That issues was raised by American Reform Party (link) in the article below:
Why America Needs A New Political Party
By Stephen E. Ambrose & Richard D. Lamm
America needs a new political party. The most pressing issues facing the nation are beyond the ability of the two parties to solve, because neither party can act alone to solve these problems, and any bipartisan compromise can not equal the magnitude of the problems we face. These are not issues problems we are talking about here; they are structural problems. Structural problems that we are not even seriously debating, let alone solving! Structural problems that can only be solved by a new political coalition.
A new political party is not without precedent. There is nothing constitutional or sacrosanct about the existing two-party system. Other democracies have multiple parties, which make sense in parliamentary systems which have proportional representation (i.e., your party gets 9 percent of the vote, and you get 9 percent of the contested seats). However, in a "winner-take-all" system like ours, a two-party structure is almost inevitable. Constantly shifting coalitions work out their differences using two competing political umbrellas. Thus, although a two-party system usually has many more than two parties, pragmatically only two are real contenders for power. And, generally, this structure has served the nation well.
There have been times in American history where neither of the two political parties were able to solve the nation's problems. At that point, great pressures emerge to form a third political party. In the vast majority of cases, these third political parties add to the dialogue but do not succeed in building a permanent party. Political scientist Richard Hoffesteder has observed that the role of the third political party is "to sting like a bee and then die." This truly has been the fate of third political parties for the last 140 years. Many third parties deeply impacted public policy, but they did not become institutionalized. Their issues endured, but their party disappeared. The last third political party to become one of the two major parties was the Republican Party in the 1850s.
It is now time for another political realignment. We are not arguing for a change in the two-party system into a three-party system; we are arguing that America needs a new political party that would eclipse one of the existing major parties and itself become one of the major parties.
There is no divine right of political parties any more than there is a divine right of kings. Political parties were not part of the vision of our founding fathers, and are not mentioned in the U.S. Constitution. George Washington actually opposed the formation of political parties. They were necessary, however, as a way to focus political choice in the new republic. Being a pragmatic people, Americans needed some way to organize various philosophical and policy differences. Philosophical differences soon emerged as the Federalists and the Anti-Federalists. Americans kept these two parties only as long as they played a useful function, and then easily developed new parties when the old ones ossified or failed to face the political needs of the country.
The Federalists disappeared, the Whigs replaced them, then gave way to the Republicans. Thomas Jefferson's Republican Party became Andrew Jackson's Democratic Party. The Populists of the late 19th Century, and the Progressives of the early 20th Century, failed to replace either the Democratic or Republican Party, but did force them to adopt their issues. They did not institutionalize a new permanent party, but accomplished their ideological mission by changing one or both of the existing parties.

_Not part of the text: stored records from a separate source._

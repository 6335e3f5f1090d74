//! Quasi-JSON helpers for terse test bodies.

/// Normalize a single-quoted quasi-JSON literal into strict JSON by replacing
/// every `'` with `"`.
///
/// Lets tests write `xq("{'a':'b'}")` instead of escaping double quotes.
/// Pure and stateless; idempotent on input that is already strict JSON.
/// Single quotes inside string values are converted too, so bodies containing
/// literal apostrophes must be written as strict JSON directly.
pub fn xq(input: &str) -> String {
    input.replace('\'', "\"")
}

Overall, the two-party system has served us well. A large factor in that success was that the two major parties could be forced to change by a third party threat. New issues forced themselves on the existing political process and demanded to be heard.
As a practical and pragmatic people, Americans were not wed to any particular party. Americans often formed a third party and, if successful, either one or both of the existing political parties adopted their issues. Twice in our history such a movement brought forth a whole new political party to replace one of the existing parties.
Now is again such a time. We fear that neither political party can do politically what we need to do economically to remain a great country, and that a third party built around a personality cannot force change—something just proven by Ross Perot. Bringing America's expectations in balance with our revenue will be a terribly painful and monumental task. We shall have to substantially downsize some of our most popular programs. We have ourselves in a Catch 22—where the best politics is the worst long-term public policy. Neither party can afford to take the steps in campaign reform and entitlement reform required to solve these politically volatile problems. Short-term political considerations eclipse long-term public interest considerations. We judge it to be substantially beyond the ability of either political party in the present political climate to deal successfully with these structural problems.
If a new party is to emerge, it would of necessity have to begin as a third political party and then grow. It is relatively easy to start a third political party; it is immensely difficult to grow them. The third parties that have grown into major parties are those that went after structural change. They solved not political problems (which the existing system could eventually solve), but instead deep structural flaws the existing political process could not solve. The Free Soilers/Republicans of the 1850s, and the Progressives of the first two decades of the 20th Century, are the models. They insisted on confronting issues the two major parties were incapable of addressing — slavery in the first instance, and the need for state and federal regulation of meat packing, drugs, the stock market, civil service, etc. in the second. Major problems had gone unaddressed by the existing parties until a new party filled the need. Politics, like nature, abhors a vacuum.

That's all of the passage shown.